Remember that time your internet went down, and suddenly your entire life screeched to a halt? No Netflix, no Spotify, no scrolling through your endless Instagram feed — just you, staring blankly at a frozen screen, suddenly thrust back into the prehistoric dark ages before constant connectivity. Annoying, right?

But that minor inconvenience pales in comparison to the chaos unleashed when those almighty tech gods — the corporations we’ve entrusted with our digital lives — have a major system meltdown.

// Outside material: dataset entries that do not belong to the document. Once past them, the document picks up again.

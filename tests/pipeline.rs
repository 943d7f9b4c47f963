use ndarray::Array3;
use voxel_fit::app::pipeline::fit_model;
use voxel_fit::data::{Phantom, PhantomNoise, PhantomSpec, simulate};
use voxel_fit::device::{ComputeContext, ComputeDevice, DeviceKind};
use voxel_fit::domain::{FitConfig, FitStatus, NoiseModel, NoiseStd, Sentinel, VoxelBatch};
use voxel_fit::fit::{FitOptions, fit};
use voxel_fit::io::{load_fit_info, load_volume_maps};
use voxel_fit::maps::{BIC, LOG_LIKELIHOOD, RETURN_CODES, create_roi};
use voxel_fit::models::{ForwardModel, Tensor};
use voxel_fit::report::roi_stats;

fn cpu(device_id: usize, compute_units: usize) -> ComputeDevice {
    ComputeDevice {
        platform_id: 0,
        device_id,
        name: format!("cpu{device_id}"),
        kind: DeviceKind::Cpu,
        compute_units,
        global_memory_bytes: 0,
    }
}

fn ctx(lanes: &[usize]) -> ComputeContext {
    ComputeContext::new(lanes.iter().enumerate().map(|(i, &n)| cpu(i, n)).collect()).unwrap()
}

fn phantom(shape: [usize; 3]) -> Phantom {
    let spec = PhantomSpec {
        shape,
        snr: 50.0,
        seed: 7,
        noise: PhantomNoise::Gaussian,
    };
    simulate(&Tensor, &spec).unwrap()
}

fn batch(phantom: &Phantom, mask: &Array3<bool>) -> VoxelBatch {
    VoxelBatch::from_arrays(&phantom.signal.clone().into_dyn(), phantom.protocol.clone(), Some(mask)).unwrap()
}

fn config(sigma: f64) -> FitConfig {
    FitConfig {
        noise_model: Some(NoiseModel::Gaussian),
        noise_std: NoiseStd::Fixed(sigma),
        ..FitConfig::default()
    }
}

fn median(mut values: Vec<f64>) -> f64 {
    values.sort_by(f64::total_cmp);
    values[values.len() / 2]
}

#[test]
fn tensor_phantom_fit_recovers_signal_scale_and_diffusivity() {
    let phantom = phantom([6, 6, 3]);
    let batch = batch(&phantom, &phantom.mask);
    let out = tempfile::tempdir().unwrap();

    let run = fit_model("Tensor", &batch, out.path(), &ctx(&[2]), &config(phantom.sigma)).unwrap();
    assert_eq!(run.results.len(), phantom.truth.len());
    assert!(run.info.status.not_converged() * 4 <= run.info.status.total());

    let s0_error = median(
        run.results
            .iter()
            .zip(&phantom.truth)
            .map(|(r, t)| (r.params[0] - t[0]).abs() / t[0])
            .collect(),
    );
    assert!(s0_error < 0.05, "median S0 error {s0_error}");

    let trace_error = median(
        run.results
            .iter()
            .zip(&phantom.truth)
            .map(|(r, t)| {
                let fitted: f64 = r.params[1..4].iter().sum();
                let truth: f64 = t[1..4].iter().sum();
                (fitted - truth).abs() / truth
            })
            .collect(),
    );
    assert!(trace_error < 0.15, "median trace error {trace_error}");

    let ll = create_roi(run.maps.get(LOG_LIKELIHOOD).unwrap(), &phantom.mask).unwrap();
    assert_eq!(ll.len(), phantom.truth.len());
    let stats = roi_stats(&ll).unwrap();
    assert_eq!(stats.count, ll.len());
    assert!(stats.mean < 0.0);
    assert!(stats.std.is_finite());

    // Outside the mask every map holds the sentinel.
    let outside = phantom.mask.mapv(|m| !m);
    for (_, map) in run.maps.iter() {
        assert!(create_roi(map, &outside).unwrap().iter().all(|v| *v == 0.0));
    }
}

#[test]
fn empty_mask_yields_sentinel_maps_without_error() {
    let phantom = phantom([4, 4, 2]);
    let empty = Array3::from_elem((4, 4, 2), false);
    let batch = batch(&phantom, &empty);
    assert!(batch.is_empty());

    let out = tempfile::tempdir().unwrap();
    let config = FitConfig {
        sentinel: Sentinel::Nan,
        ..config(phantom.sigma)
    };
    let run = fit_model("Tensor", &batch, out.path(), &ctx(&[2]), &config).unwrap();
    assert!(run.results.is_empty());
    assert_eq!(run.info.status.total(), 0);
    assert!(!run.maps.is_empty());
    for (_, map) in run.maps.iter() {
        assert_eq!(map.dim(), (4, 4, 2));
        assert!(map.iter().all(|v| v.is_nan()));
    }
}

#[test]
fn bad_voxel_does_not_disturb_its_neighbours() {
    let phantom = phantom([4, 4, 2]);
    let clean = batch(&phantom, &phantom.mask);

    let [x, y, z] = clean.spatial_index()[3];
    let mut signal = phantom.signal.clone();
    signal[[x, y, z, 5]] = f64::NAN;
    let dirty = VoxelBatch::from_arrays(&signal.into_dyn(), phantom.protocol.clone(), Some(&phantom.mask)).unwrap();

    let config = config(phantom.sigma);
    let options = FitOptions::resolve(&config, &Tensor, &clean);
    let ctx = ctx(&[2]);
    let expected = fit(&clean, &Tensor, &ctx, &options).unwrap();
    let actual = fit(&dirty, &Tensor, &ctx, &options).unwrap();

    assert_eq!(actual[3].status, FitStatus::Degenerate);
    assert_eq!(actual[3].params, Tensor.defaults());
    for i in (0..expected.len()).filter(|&i| i != 3) {
        assert_eq!(actual[i], expected[i], "voxel {i}");
    }
}

#[test]
fn zeroed_voxel_fits_like_an_unmasked_one() {
    let phantom = phantom([4, 4, 2]);
    let full = batch(&phantom, &phantom.mask);
    let [x, y, z] = full.spatial_index()[3];

    let mut zeroed = phantom.signal.clone();
    zeroed.slice_mut(ndarray::s![x, y, z, ..]).fill(0.0);
    let dirty = VoxelBatch::from_arrays(&zeroed.into_dyn(), phantom.protocol.clone(), Some(&phantom.mask)).unwrap();

    let mut reduced_mask = phantom.mask.clone();
    reduced_mask[[x, y, z]] = false;
    let reduced = batch(&phantom, &reduced_mask);

    let config = FitConfig::default();
    let out_dirty = tempfile::tempdir().unwrap();
    let out_reduced = tempfile::tempdir().unwrap();
    let run_dirty = fit_model("Tensor", &dirty, out_dirty.path(), &ctx(&[2]), &config).unwrap();
    let run_reduced = fit_model("Tensor", &reduced, out_reduced.path(), &ctx(&[2]), &config).unwrap();

    assert_eq!(run_dirty.info.noise_std, run_reduced.info.noise_std);
    assert_eq!(run_dirty.results[3].status, FitStatus::Degenerate);
    let others: Vec<_> = run_dirty
        .results
        .iter()
        .enumerate()
        .filter(|(i, _)| *i != 3)
        .map(|(_, r)| r.clone())
        .collect();
    assert_eq!(others, run_reduced.results);
}

#[test]
fn nan_sample_keeps_roi_statistics_and_criteria_finite() {
    let phantom = phantom([4, 4, 2]);
    let clean = batch(&phantom, &phantom.mask);
    let [x, y, z] = clean.spatial_index()[3];
    let mut signal = phantom.signal.clone();
    signal[[x, y, z, 5]] = f64::NAN;
    let dirty = VoxelBatch::from_arrays(&signal.into_dyn(), phantom.protocol.clone(), Some(&phantom.mask)).unwrap();

    let out = tempfile::tempdir().unwrap();
    let run = fit_model("Tensor", &dirty, out.path(), &ctx(&[2]), &FitConfig::default()).unwrap();
    assert_eq!(run.results[3].status, FitStatus::Degenerate);
    assert!(run.maps.get(BIC).unwrap()[[x, y, z]].is_finite());

    let ll = create_roi(run.maps.get(LOG_LIKELIHOOD).unwrap(), &phantom.mask).unwrap();
    let stats = roi_stats(&ll).unwrap();
    assert_eq!(stats.count, ll.len());
    assert!(stats.mean.is_finite() && stats.std.is_finite());
    assert!(stats.min > -1e6, "min {}", stats.min);
}

#[test]
fn results_do_not_depend_on_device_layout() {
    let phantom = phantom([4, 4, 2]);
    let batch = batch(&phantom, &phantom.mask);
    let config = config(phantom.sigma);
    let options = FitOptions::resolve(&config, &Tensor, &batch);

    let single = fit(&batch, &Tensor, &ctx(&[1]), &options).unwrap();
    let split = fit(&batch, &Tensor, &ctx(&[2, 3]), &options).unwrap();
    let again = fit(&batch, &Tensor, &ctx(&[1]), &options).unwrap();
    assert_eq!(single, split);
    assert_eq!(single, again);
}

#[test]
fn content_outside_the_mask_is_ignored() {
    let phantom = phantom([4, 4, 2]);
    let mut noisy = phantom.signal.clone();
    for ((x, y, z, _), v) in noisy.indexed_iter_mut() {
        if !phantom.mask[[x, y, z]] {
            *v = if (x + y + z) % 2 == 0 { f64::NAN } else { 1e6 };
        }
    }
    let a = batch(&phantom, &phantom.mask);
    let b = VoxelBatch::from_arrays(&noisy.into_dyn(), phantom.protocol.clone(), Some(&phantom.mask)).unwrap();
    assert_eq!(a, b);

    let config = config(phantom.sigma);
    let out_a = tempfile::tempdir().unwrap();
    let out_b = tempfile::tempdir().unwrap();
    let run_a = fit_model("Tensor", &a, out_a.path(), &ctx(&[2]), &config).unwrap();
    let run_b = fit_model("Tensor", &b, out_b.path(), &ctx(&[1, 1]), &config).unwrap();
    assert_eq!(run_a.maps, run_b.maps);
}

#[test]
fn persisted_maps_and_info_read_back() {
    let phantom = phantom([4, 4, 2]);
    let batch = batch(&phantom, &phantom.mask);
    let out = tempfile::tempdir().unwrap();

    let run = fit_model("Tensor", &batch, out.path(), &ctx(&[2]), &config(phantom.sigma)).unwrap();
    assert_eq!(run.dir, out.path().join("Tensor"));

    let maps = load_volume_maps(&run.dir).unwrap();
    assert_eq!(maps, run.maps);
    assert!(maps.get(RETURN_CODES).is_some());
    assert!(maps.get("Tensor.FA").is_some());

    let info = load_fit_info(&run.dir).unwrap();
    assert_eq!(info.model, "Tensor");
    assert_eq!(info.voxels, batch.len());
    assert_eq!(info.measurements, 63);
    assert_eq!(info.status, run.info.status);
    assert_eq!(info.maps, run.info.maps);

    // A second fit into the same output replaces the directory.
    let again = fit_model("Tensor", &batch, out.path(), &ctx(&[2]), &config(phantom.sigma)).unwrap();
    assert_eq!(load_volume_maps(&again.dir).unwrap(), run.maps);
}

Think about the recent CrowdStrike outage. This cybersecurity behemoth, whose very mission is to protect us from those nasty digital villains lurking in the shadows of the internet, suddenly became the villain itself — its systems crumbling under pressure, leaving countless businesses vulnerable to attack while engineers frantically scrambled to patch the digital holes in their armor.

Or remember that joyous occasion when Microsoft’s global IT infrastructure took an unscheduled nap? Millions of users, myself included, found themselves digitally stranded — unable to access emails, files, or basically any aspect of our online existence that relies on Microsoft’s ever-expanding digital empire. It was a collective “oh shit” moment, a sudden and stark reminder of just how much we depend on the smooth functioning of systems we barely understand and certainly can’t control.

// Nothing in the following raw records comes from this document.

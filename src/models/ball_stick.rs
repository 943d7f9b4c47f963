//! `BallStick_rN`: an isotropic ball plus `N` sticks.
//!
//! ```text
//! S = S0 · (w_ball · exp(-b d_ball) + Σ w_i · exp(-b d_stick (g·n_i)²))
//! ```
//!
//! Diffusivities are fixed; the free parameters are `S0`, one volume fraction
//! and one direction per stick. `w_ball = 1 - Σ w_i` is dependent.

use nalgebra::Vector3;

use crate::domain::{Protocol, ProtocolRow};
use crate::math::{canonicalize_angles, angles_of, direction};
use crate::models::model::{ForwardModel, ParamSpec, unweighted_mean};
use crate::models::prefit::log_linear_tensor;

/// Ball diffusivity, m²/s.
pub const BALL_D: f64 = 3.0e-9;
/// Stick diffusivity, m²/s.
pub const STICK_D: f64 = 1.7e-9;

const W_NAMES: [&str; 3] = ["w_stick0.w", "w_stick1.w", "w_stick2.w"];
const THETA_NAMES: [&str; 3] = ["Stick0.theta", "Stick1.theta", "Stick2.theta"];
const PHI_NAMES: [&str; 3] = ["Stick0.phi", "Stick1.phi", "Stick2.phi"];

#[derive(Debug, Clone)]
pub struct BallStick {
    name: String,
    n_sticks: usize,
    params: Vec<ParamSpec>,
}

impl BallStick {
    /// A ball plus `n_sticks` sticks (1 to 3).
    pub fn new(n_sticks: usize) -> Self {
        let n_sticks = n_sticks.clamp(1, 3);
        let mut params = vec![ParamSpec::bounded("S0.s0", 0.0, f64::INFINITY, 1.0, 1.0)];
        for i in 0..n_sticks {
            params.push(ParamSpec::bounded(W_NAMES[i], 0.0, 1.0, 1.0, 0.2 / n_sticks as f64));
            params.push(ParamSpec::angle(THETA_NAMES[i], 0.0));
            params.push(ParamSpec::angle(PHI_NAMES[i], 0.0));
        }
        Self {
            name: format!("BallStick_r{n_sticks}"),
            n_sticks,
            params,
        }
    }

    pub fn n_sticks(&self) -> usize {
        self.n_sticks
    }

    fn stick_weight_sum(&self, params: &[f64]) -> f64 {
        (0..self.n_sticks).map(|i| params[1 + 3 * i]).sum()
    }
}

impl ForwardModel for BallStick {
    fn name(&self) -> &str {
        &self.name
    }

    fn params(&self) -> &[ParamSpec] {
        &self.params
    }

    fn predict(&self, row: &ProtocolRow, params: &[f64]) -> f64 {
        let g = Vector3::from(row.g);
        let w_ball = 1.0 - self.stick_weight_sum(params);
        let mut s = w_ball * (-row.b * BALL_D).exp();
        for i in 0..self.n_sticks {
            let base = 1 + 3 * i;
            let n = direction(params[base + 1], params[base + 2]);
            s += params[base] * (-row.b * STICK_D * g.dot(&n).powi(2)).exp();
        }
        params[0] * s
    }

    fn initial_guess(&self, protocol: &Protocol, signal: &[f64]) -> Vec<f64> {
        let mut x = self.defaults();
        let pre = log_linear_tensor(protocol, signal);
        x[0] = unweighted_mean(protocol, signal)
            .or_else(|| pre.as_ref().map(|p| p.s0))
            .unwrap_or(x[0]);

        let Some(pre) = pre else {
            return x;
        };

        // Total stick fraction from anisotropy, split 1 : 1/2 : 1/4 over the
        // tensor's eigenvectors.
        let total = pre.fractional_anisotropy().clamp(0.2, 0.8);
        let shares: Vec<f64> = (0..self.n_sticks).map(|i| 0.5f64.powi(i as i32)).collect();
        let share_sum: f64 = shares.iter().sum();
        for i in 0..self.n_sticks {
            let (theta, phi) = angles_of(&pre.eigenvectors[i]);
            x[1 + 3 * i] = total * shares[i] / share_sum;
            x[2 + 3 * i] = theta;
            x[3 + 3 * i] = phi;
        }
        self.constrain(&mut x);
        x
    }

    fn constrain(&self, params: &mut [f64]) {
        for (value, spec) in params.iter_mut().zip(&self.params) {
            *value = spec.clamp(*value);
        }
        let sum = self.stick_weight_sum(params);
        if sum > 1.0 {
            for i in 0..self.n_sticks {
                params[1 + 3 * i] /= sum;
            }
        }
    }

    fn finalize(&self, params: &mut [f64]) {
        let mut sticks: Vec<(f64, f64, f64)> = (0..self.n_sticks)
            .map(|i| {
                let base = 1 + 3 * i;
                let (theta, phi) = canonicalize_angles(params[base + 1], params[base + 2]);
                (params[base], theta, phi)
            })
            .collect();
        // Largest fraction first; stable so ties keep their order.
        sticks.sort_by(|a, b| b.0.partial_cmp(&a.0).unwrap_or(std::cmp::Ordering::Equal));
        for (i, (w, theta, phi)) in sticks.into_iter().enumerate() {
            params[1 + 3 * i] = w;
            params[2 + 3 * i] = theta;
            params[3 + 3 * i] = phi;
        }
    }

    fn derived_map_names(&self) -> Vec<&'static str> {
        vec!["w_ball.w", "FS"]
    }

    fn derived_maps(&self, params: &[f64]) -> Vec<f64> {
        let fs = self.stick_weight_sum(params);
        vec![1.0 - fs, fs]
    }
}

#[cfg(test)]
mod tests {
    use super::*;

    fn protocol() -> Protocol {
        let mut rows = vec![ProtocolRow::new([0.0; 3], 0.0), ProtocolRow::new([0.0; 3], 0.0)];
        for k in 0..30 {
            let t = k as f64 * 0.7;
            let g = [t.cos() * (0.3 * t).sin(), t.sin() * (0.3 * t).sin(), (0.3 * t).cos()];
            rows.push(ProtocolRow::new(g, if k % 2 == 0 { 1e9 } else { 2e9 }));
        }
        Protocol::new(rows)
    }

    #[test]
    fn names_follow_stick_count() {
        let m = BallStick::new(2);
        assert_eq!(m.name(), "BallStick_r2");
        let names: Vec<&str> = m.params().iter().map(|p| p.name).collect();
        assert_eq!(
            names,
            vec!["S0.s0", "w_stick0.w", "Stick0.theta", "Stick0.phi", "w_stick1.w", "Stick1.theta", "Stick1.phi"]
        );
    }

    #[test]
    fn constrain_keeps_fractions_in_simplex() {
        let m = BallStick::new(2);
        let mut x = vec![100.0, 0.9, 0.0, 0.0, 0.6, 1.0, 1.0];
        m.constrain(&mut x);
        assert!((x[1] + x[4] - 1.0).abs() < 1e-12);
        let mut y = vec![100.0, -0.5, 0.0, 0.0, 0.3, 1.0, 1.0];
        m.constrain(&mut y);
        assert_eq!(y[1], 0.0);
    }

    #[test]
    fn b0_signal_equals_s0() {
        let m = BallStick::new(1);
        let s = m.predict(&ProtocolRow::new([0.0; 3], 0.0), &[250.0, 0.4, 0.3, 1.2]);
        assert!((s - 250.0).abs() < 1e-9);
    }

    #[test]
    fn initial_guess_is_feasible_and_deterministic() {
        let p = protocol();
        let m = BallStick::new(3);
        let truth = vec![300.0, 0.5, 1.0, 0.4, 0.2, 2.0, 1.0, 0.1, 0.3, 2.5];
        let mut signal = vec![0.0; p.len()];
        m.predict_all(&p, &truth, &mut signal);

        let a = m.initial_guess(&p, &signal);
        let b = m.initial_guess(&p, &signal);
        assert_eq!(a, b);
        assert!((a[0] - 300.0).abs() < 1e-9);
        assert!(m.stick_weight_sum(&a) <= 1.0 + 1e-12);
    }
}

These outages — and countless others — aren’t just isolated incidents. They are ominous cracks in the shiny façade of our hyper-connected world, a glaring warning that the systems we’ve built our lives upon — systems controlled by a handful of incredibly powerful tech companies — are far more fragile than we like to believe.

Welcome to the era of digital feudalism, my friend.

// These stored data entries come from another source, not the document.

//! Orientation helpers for direction-dependent compartments.
//!
//! Directions are parameterized by polar angle `θ` and azimuth `φ`:
//! `n = (sin θ cos φ, sin θ sin φ, cos θ)`. Diffusion is antipodally symmetric,
//! so `n` and `-n` describe the same fibre; canonical angles satisfy
//! `θ ∈ [0, π]` and `φ ∈ [0, π)`.
//!
//! A full tensor frame adds a third angle `ψ`, the rotation of the first
//! perpendicular axis around `n` starting from `∂n/∂θ`.

use std::f64::consts::PI;

use nalgebra::Vector3;

/// Unit vector for polar angle `theta` and azimuth `phi`.
pub fn direction(theta: f64, phi: f64) -> Vector3<f64> {
    let (st, ct) = theta.sin_cos();
    let (sp, cp) = phi.sin_cos();
    Vector3::new(st * cp, st * sp, ct)
}

/// Canonical `(θ, φ)` of a (not necessarily unit) vector.
///
/// Returns `(0, 0)` for a zero vector.
pub fn angles_of(v: &Vector3<f64>) -> (f64, f64) {
    let norm = v.norm();
    if !(norm.is_finite() && norm > 0.0) {
        return (0.0, 0.0);
    }
    let u = v / norm;
    let mut theta = u.z.clamp(-1.0, 1.0).acos();
    let mut phi = u.y.atan2(u.x);
    if phi < 0.0 {
        theta = PI - theta;
        phi += PI;
    }
    if phi >= PI {
        theta = PI - theta;
        phi -= PI;
    }
    (theta, phi)
}

/// Map arbitrary `(θ, φ)` onto the canonical range, keeping the direction.
pub fn canonicalize_angles(theta: f64, phi: f64) -> (f64, f64) {
    angles_of(&direction(theta, phi))
}

/// Orthonormal frame `[n0, n1, n2]` from three Euler-like angles.
pub fn tensor_frame(theta: f64, phi: f64, psi: f64) -> [Vector3<f64>; 3] {
    let n0 = direction(theta, phi);
    let (st, ct) = theta.sin_cos();
    let (sp, cp) = phi.sin_cos();
    let base = Vector3::new(ct * cp, ct * sp, -st);
    let (sq, cq) = psi.sin_cos();
    let n1 = base * cq + n0.cross(&base) * sq;
    let n2 = n0.cross(&n1);
    [n0, n1, n2]
}

/// Angles `(θ, φ, ψ)` of a frame whose first two axes are `n0` and `n1`.
///
/// `n1` is projected onto the plane orthogonal to `n0` first, so slightly
/// non-orthogonal inputs (numerical eigenvectors) are tolerated.
pub fn frame_angles(n0: &Vector3<f64>, n1: &Vector3<f64>) -> (f64, f64, f64) {
    let (theta, phi) = angles_of(n0);
    let n0 = direction(theta, phi);
    let (st, ct) = theta.sin_cos();
    let (sp, cp) = phi.sin_cos();
    let base = Vector3::new(ct * cp, ct * sp, -st);
    let perp = n1 - n0 * n0.dot(n1);
    if perp.norm() < 1e-12 {
        return (theta, phi, 0.0);
    }
    let psi = perp.dot(&n0.cross(&base)).atan2(perp.dot(&base));
    (theta, phi, canonicalize_psi(psi))
}

/// `ψ` and `ψ + π` give the same (sign-symmetric) frame; fold into `[0, π)`.
pub fn canonicalize_psi(psi: f64) -> f64 {
    let folded = psi.rem_euclid(PI);
    if folded >= PI { 0.0 } else { folded }
}
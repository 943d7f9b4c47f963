use ndarray::{Array3, Array4};
use proptest::prelude::*;
use voxel_fit::domain::{Protocol, ProtocolRow, Sentinel, VoxelBatch};
use voxel_fit::maps::{create_roi, scatter};

fn shape_and_mask() -> impl Strategy<Value = ([usize; 3], Vec<bool>)> {
    (1usize..5, 1usize..5, 1usize..5).prop_flat_map(|(x, y, z)| {
        (Just([x, y, z]), proptest::collection::vec(any::<bool>(), x * y * z))
    })
}

proptest! {
    #[test]
    fn scatter_then_roi_is_identity((shape, flags) in shape_and_mask(), offset in -1e3f64..1e3) {
        let [nx, ny, nz] = shape;
        let mask = Array3::from_shape_vec((nx, ny, nz), flags).unwrap();
        let signal = Array4::from_shape_fn((nx, ny, nz, 2), |(x, y, z, t)| (x * 100 + y * 10 + z + t) as f64);
        let protocol = Protocol::new(vec![ProtocolRow::new([0.0; 3], 0.0); 2]);
        let batch = VoxelBatch::from_arrays(&signal.into_dyn(), protocol, Some(&mask)).unwrap();
        prop_assert_eq!(batch.len(), mask.iter().filter(|m| **m).count());

        let values: Vec<f64> = (0..batch.len()).map(|i| offset + i as f64).collect();
        for sentinel in [Sentinel::Zero, Sentinel::Nan] {
            let map = scatter(&values, &batch, sentinel).unwrap();
            prop_assert_eq!(create_roi(&map, &mask).unwrap(), values.clone());
        }

        // The batch keeps each voxel's own samples.
        for (i, &[x, y, z]) in batch.spatial_index().iter().enumerate() {
            prop_assert_eq!(batch.signal(i)[0], (x * 100 + y * 10 + z) as f64);
        }
    }
}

In this brave new world, we are the digital serfs — dependent on our tech overlords for communication, information, entertainment, and basically every aspect of modern life that happens online. Like the peasants of yore tilling the land for their local lord, we generate data for these digital kingdoms, offering up our attention, our preferences, and our personal information as a form of digital tithe to fuel their algorithms and swell their coffers.

We’ve relinquished control, seduced by convenience and shiny gadgets, unaware of the increasingly unequal power dynamic we’ve allowed to develop.

When those tech gods fail, it’s a stark reminder of our precarious position.

Those outages are more than just temporary annoyances — they are microcosms of a larger systemic fragility, exposing our vulnerability and dependence on centralized systems that can crumble in an instant, throwing our lives into disarray.

And while most of us will never understand the complexities of cybersecurity infrastructure or global IT networks — we should definitely be asking some pointed questions about the implications of our collective digital dependence.

Because this goes beyond losing access to your cat videos or ranting on Twitter. Imagine a world where:

  • Healthcare systems crash, making critical medical data inaccessible.
  • Financial institutions freeze, halting transactions and causing economic chaos.
  • Communication networks go dark, disrupting emergency services and creating widespread panic.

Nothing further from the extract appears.